**SUPPLIED RECORDS:**
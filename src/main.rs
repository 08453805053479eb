use std::env;
use std::process;

use rand::prelude::*;
use rand::rngs::StdRng;

use outbreak::data_management::ModelDataStore;
use outbreak::disease::HealthState;
use outbreak::stats::{SummaryLog, SummaryRecord};
use outbreak::world::{aggregate, Summary};
use outbreak::ModelError;

fn main() {
    // process command line arguments (for now just the model root directory)
    let args: Vec<_> = env::args().collect();
    let model_root = if args.len() > 1 {
        &args[1]
    } else {
        eprintln!("Error: no model location specified");
        process::exit(1);
    };

    if let Err(e) = run(model_root) {
        eprintln!("Error: {}", e);
        process::exit(1);
    }
}

fn run(model_root: &str) -> Result<(), ModelError> {
    // The model data store handles all model inputs and outputs
    let data_store = ModelDataStore::new(model_root)?;
    let model_parms = data_store.get_model_parms()?;
    println!("\n--------------------Outbreak Model-----------------------");
    println!("{}", model_parms);

    let mut rng = match model_parms.rng_seed {
        Some(seed) => StdRng::seed_from_u64(seed),
        None => StdRng::from_entropy(),
    };

    let mut locations = model_parms.build_locations()?;
    let summary_log = SummaryLog::new(&data_store.summary_log_path())?;

    // the checkpoint cannot bubble its own errors out of the simulation
    // loop, so log failures are carried to the side and raised afterwards
    let mut log_result: Result<(), ModelError> = Ok(());
    model_parms
        .simulation
        .run(&mut rng, &mut locations, |ts, locs| {
            println!("\nReport for time {}", ts);
            for loc in locs {
                print_summary(&loc.place().to_string(), loc.report());
            }
            print_summary("All", &aggregate(locs));
            if log_result.is_ok() {
                log_result = summary_log.append(&SummaryRecord::from_checkpoint(ts, locs));
            }
        })?;
    log_result?;

    println!(
        "\nRun complete - summary log in {}",
        data_store.summary_log_path().display()
    );
    Ok(())
}

fn print_summary(label: &str, summary: &Summary) {
    println!(
        "  {:<8} S {:>9}  E {:>8}  I {:>8}  H {:>7}  C {:>7}  R {:>9}  D {:>7}",
        label,
        summary.get(HealthState::Susceptible),
        summary.get(HealthState::Exposed),
        summary.get(HealthState::Infectious),
        summary.get(HealthState::Hospitalized),
        summary.get(HealthState::Critical),
        summary.get(HealthState::Recovered),
        summary.get(HealthState::Deceased),
    );
}
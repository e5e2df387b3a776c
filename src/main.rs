mod analysis;
mod config;
mod documents;
mod error;
mod meetings;
mod server;
mod storage;
mod tools;

use anyhow::{bail, Result};
use config::Config;
use documents::DocumentStore;
use meetings::MeetingStore;
use rmcp::transport::stdio;
use rmcp::ServiceExt;
use server::Server;
use std::sync::Arc;
use tools::ToolRegistry;

#[tokio::main]
async fn main() -> Result<()> {
    // Load environment variables from .env file
    dotenv::dotenv().ok();

    // Load configuration
    let config_path =
        std::env::var("ASSISTANT_TOOLS_CONFIG").unwrap_or_else(|_| "config.toml".to_string());
    let config = Config::from_file(&config_path)?;

    // Initialize logging; RUST_LOG wins over the config level
    if std::env::var("RUST_LOG").is_ok() {
        pretty_env_logger::init();
    } else {
        pretty_env_logger::formatted_builder()
            .parse_filters(&config.logging.level)
            .init();
    }
    log::info!("Configuration loaded from {}", config_path);

    // Ensure data directories exist
    config.ensure_directories()?;

    let service = std::env::args()
        .nth(1)
        .unwrap_or_else(|| config.server.default_service.clone());

    let registry = match service.as_str() {
        "documents" => {
            let store = Arc::new(DocumentStore::open(&config.documents.data_file, "document")?);
            let count = store.read(|data| data.documents.len()).await;
            log::info!("Loaded {} documents from {}", count, store.path().display());
            ToolRegistry::documents(store, &config.documents)
        }
        "meetings" => {
            let store = Arc::new(MeetingStore::open(&config.meetings.data_file, "data")?);
            let (users, meetings) = store.read(|data| (data.users.len(), data.meetings.len())).await;
            log::info!(
                "Loaded {} users and {} meetings from {}",
                users,
                meetings,
                store.path().display()
            );
            ToolRegistry::meetings(store, &config.meetings)
        }
        other => bail!("Unknown service '{}', expected 'documents' or 'meetings'", other),
    };

    log::info!(
        "Starting {} ({} service, {} tools) on stdio",
        config.server.name,
        service,
        registry.len()
    );

    let service = Server::new(config.server.name.clone(), registry)
        .serve(stdio())
        .await?;
    service.waiting().await?;

    log::info!("Server stopped");
    Ok(())
}
#[cfg(test)]
mod tests {
    use super::*;
    use crate::meetings::tests::sample;

    fn at(value: &str) -> NaiveDateTime {
        parse_timestamp(value).unwrap()
    }

    #[test]
    fn test_parse_timestamp_variants() {
        let expected = NaiveDate::from_ymd_opt(2025, 10, 1)
            .unwrap()
            .and_hms_opt(9, 0, 0)
            .unwrap();
        assert_eq!(parse_timestamp("2025-10-01T09:00:00Z"), Some(expected));
        assert_eq!(parse_timestamp("2025-10-01T09:00:00"), Some(expected));
        assert_eq!(parse_timestamp("2025-10-01T09:00"), Some(expected));
        assert_eq!(parse_timestamp("2025-10-01T11:00:00+02:00"), Some(expected));
        assert_eq!(parse_timestamp("2025-10-01 09:00:00"), Some(expected));
        assert_eq!(parse_timestamp("2025-10-01"), None);
        assert_eq!(parse_timestamp("soon"), None);
    }

    #[test]
    fn test_parse_date() {
        assert_eq!(parse_date("2025-10-01"), NaiveDate::from_ymd_opt(2025, 10, 1));
        assert_eq!(parse_date("10/01/2025"), None);
    }

    #[test]
    fn test_overlaps_half_open() {
        let nine = at("2025-10-01T09:00:00");
        let half_past = at("2025-10-01T09:30:00");
        let ten = at("2025-10-01T10:00:00");
        assert!(overlaps(nine, 60, half_past, 15));
        assert!(overlaps(half_past, 60, nine, 60));
        assert!(!overlaps(nine, 60, ten, 30));
        assert!(!overlaps(ten, 30, nine, 60));
    }

    #[test]
    fn test_overlap_across_midnight() {
        let late = at("2025-10-01T23:30:00");
        let early = at("2025-10-02T00:00:00");
        assert!(overlaps(late, 60, early, 30));
    }

    #[test]
    fn test_availability_lists_meetings_on_date() {
        let data = sample();
        let Availability::Known { available, existing_meetings, timezone, .. } =
            data.availability(1, parse_date("2025-10-01").unwrap())
        else {
            panic!("expected known user");
        };
        assert!(available);
        assert_eq!(timezone, "UTC");
        let ids: Vec<&str> = existing_meetings.iter().map(|m| m.meeting_id.as_str()).collect();
        assert_eq!(ids, vec!["A", "B"]);

        let Availability::Known { existing_meetings, .. } =
            data.availability(1, parse_date("2025-10-02").unwrap())
        else {
            panic!("expected known user");
        };
        assert!(existing_meetings.is_empty());
    }

    #[test]
    fn test_availability_unknown_user() {
        let json = serde_json::to_value(sample().availability(999, parse_date("2025-10-01").unwrap())).unwrap();
        assert_eq!(json, serde_json::json!({"available": false, "reason": "User not found"}));
    }

    #[test]
    fn test_find_conflicts_only_for_participants() {
        let data = sample();
        let conflicts = data.find_conflicts(&[3], at("2025-10-01T10:15:00"), 30);
        assert!(conflicts.is_empty());
        let conflicts = data.find_conflicts(&[3], at("2025-10-01T13:45:00"), 30);
        assert_eq!(conflicts.len(), 1);
        assert_eq!(conflicts[0].conflicting_meeting, "Review");
        assert_eq!(conflicts[0].conflict_time, "2025-10-01T14:00:00");
    }

    #[test]
    fn test_suggestions_skip_busy_slots() {
        let data = sample();
        let report = data
            .suggest_times(&[1, 2], 60, Some("2025-09-30"), at("2025-01-01T00:00:00"), &SuggestionRules::default())
            .unwrap();

        let times: Vec<&str> = report.suggestions.iter().map(|s| s.suggested_time.as_str()).collect();
        // "A" blocks 10:00 for both, "B" blocks 14:00 for Alice
        assert_eq!(
            times,
            vec!["2025-10-01T09:00:00", "2025-10-01T11:00:00", "2025-10-01T15:00:00"]
        );
        assert!(report.suggestions.iter().all(|s| s.confidence == 0.8));
        assert_eq!(report.participants.len(), 2);
        assert_eq!(report.participants[1].name, "Bob");
    }

    #[test]
    fn test_suggestions_long_meeting_avoids_overlap() {
        let data = sample();
        // 90 minutes for Alice: 9:00 runs into "A", 14:00 is "B"
        let rules = SuggestionRules {
            max_suggestions: 10,
            search_days: 1,
            ..SuggestionRules::default()
        };
        let report = data
            .suggest_times(&[1], 90, Some("2025-09-30"), at("2025-01-01T00:00:00"), &rules)
            .unwrap();
        let times: Vec<&str> = report.suggestions.iter().map(|s| s.suggested_time.as_str()).collect();
        assert_eq!(
            times,
            vec!["2025-10-01T11:00:00", "2025-10-01T15:00:00", "2025-10-01T16:00:00"]
        );
    }

    #[test]
    fn test_suggestions_use_now_without_preference() {
        let data = sample();
        let report = data
            .suggest_times(&[2], 30, None, at("2030-05-10T17:45:00"), &SuggestionRules::default())
            .unwrap();
        assert_eq!(report.suggestions[0].suggested_time, "2030-05-11T09:00:00");
        assert_eq!(report.suggestions.len(), 3);
    }

    #[test]
    fn test_suggestions_ignore_unknown_ids() {
        let data = sample();
        let report = data
            .suggest_times(&[2, 999], 30, Some("2026-01-01"), at("2025-01-01T00:00:00"), &SuggestionRules::default())
            .unwrap();
        assert_eq!(report.participants.len(), 1);

        let err = data
            .suggest_times(&[999], 30, None, at("2025-01-01T00:00:00"), &SuggestionRules::default())
            .unwrap_err();
        assert_eq!(err.to_string(), "No valid participants found");

        let err = data
            .suggest_times(&[1], 30, Some("someday"), at("2025-01-01T00:00:00"), &SuggestionRules::default())
            .unwrap_err();
        assert!(err.to_string().contains("preferred_date"));
    }

    #[test]
    fn test_effectiveness_for_user_and_all() {
        let data = sample();
        let report = data.analyze_effectiveness(Some(2)).unwrap();
        assert_eq!(report.total_meetings, 1);
        assert_eq!(report.average_effectiveness_score, 8.0);
        assert!(report.insights.is_empty());

        let report = data.analyze_effectiveness(None).unwrap();
        assert_eq!(report.total_meetings, 2);
        assert_eq!(report.total_duration_minutes, 90);
        assert_eq!(report.average_duration_minutes, 45.0);
        assert_eq!(report.average_effectiveness_score, 7.0);
        assert_eq!(report.meeting_breakdown.len(), 2);

        assert!(data.analyze_effectiveness(Some(42)).is_err());
    }

    #[test]
    fn test_effectiveness_insights() {
        let mut data = sample();
        for m in &mut data.meetings {
            m.duration = 120;
            m.effectiveness_score = Some(4);
        }
        let report = data.analyze_effectiveness(None).unwrap();
        assert_eq!(report.insights.len(), 2);
        assert!(report.insights[0].contains("below average"));
        assert!(report.insights[1].contains("duration is high"));

        for m in &mut data.meetings {
            m.effectiveness_score = None;
        }
        let report = data.analyze_effectiveness(None).unwrap();
        assert_eq!(report.average_effectiveness_score, 0.0);
        assert_eq!(report.insights.len(), 2);
        assert!(report.insights[0].contains("below average"));
    }

    #[test]
    fn test_upcoming_window_and_order() {
        let data = sample();
        let now = at("2025-09-30T12:00:00");

        let report = data.upcoming(None, 7, now);
        assert_eq!(report.total_count, 2);
        assert_eq!(report.upcoming_meetings[0].meeting_id, "A");
        assert_eq!(report.upcoming_meetings[0].participants.len(), 2);

        let report = data.upcoming(Some(3), 7, now);
        assert_eq!(report.total_count, 1);
        assert_eq!(report.upcoming_meetings[0].meeting_id, "B");

        // Window ends before "B" starts
        let report = data.upcoming(None, 1, now);
        assert_eq!(report.total_count, 1);

        let report = data.upcoming(None, 7, at("2025-10-02T00:00:00"));
        assert_eq!(report.total_count, 0);
    }
}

**TASK BRIEF:** Start with the line above that contains "print_summary(&loc.place().to_string(), loc.report());" and end with the line that contains "use config::Config;". Write out those lines exactly, and only those.

**SOLUTION TO THIS PROBLEM:**
                print_summary(&loc.place().to_string(), loc.report());
            }
            print_summary("All", &aggregate(locs));
            if log_result.is_ok() {
                log_result = summary_log.append(&SummaryRecord::from_checkpoint(ts, locs));
            }
        })?;
    log_result?;

    println!(
        "\nRun complete - summary log in {}",
        data_store.summary_log_path().display()
    );
    Ok(())
}

fn print_summary(label: &str, summary: &Summary) {
    println!(
        "  {:<8} S {:>9}  E {:>8}  I {:>8}  H {:>7}  C {:>7}  R {:>9}  D {:>7}",
        label,
        summary.get(HealthState::Susceptible),
        summary.get(HealthState::Exposed),
        summary.get(HealthState::Infectious),
        summary.get(HealthState::Hospitalized),
        summary.get(HealthState::Critical),
        summary.get(HealthState::Recovered),
        summary.get(HealthState::Deceased),
    );
}
repository e5e2df387b3a776c
filename src/main.rs
mod analysis;
mod config;
mod documents;
mod error;
mod meetings;
mod server;
mod storage;
mod tools;

use anyhow::{bail, Result};
use config::Config;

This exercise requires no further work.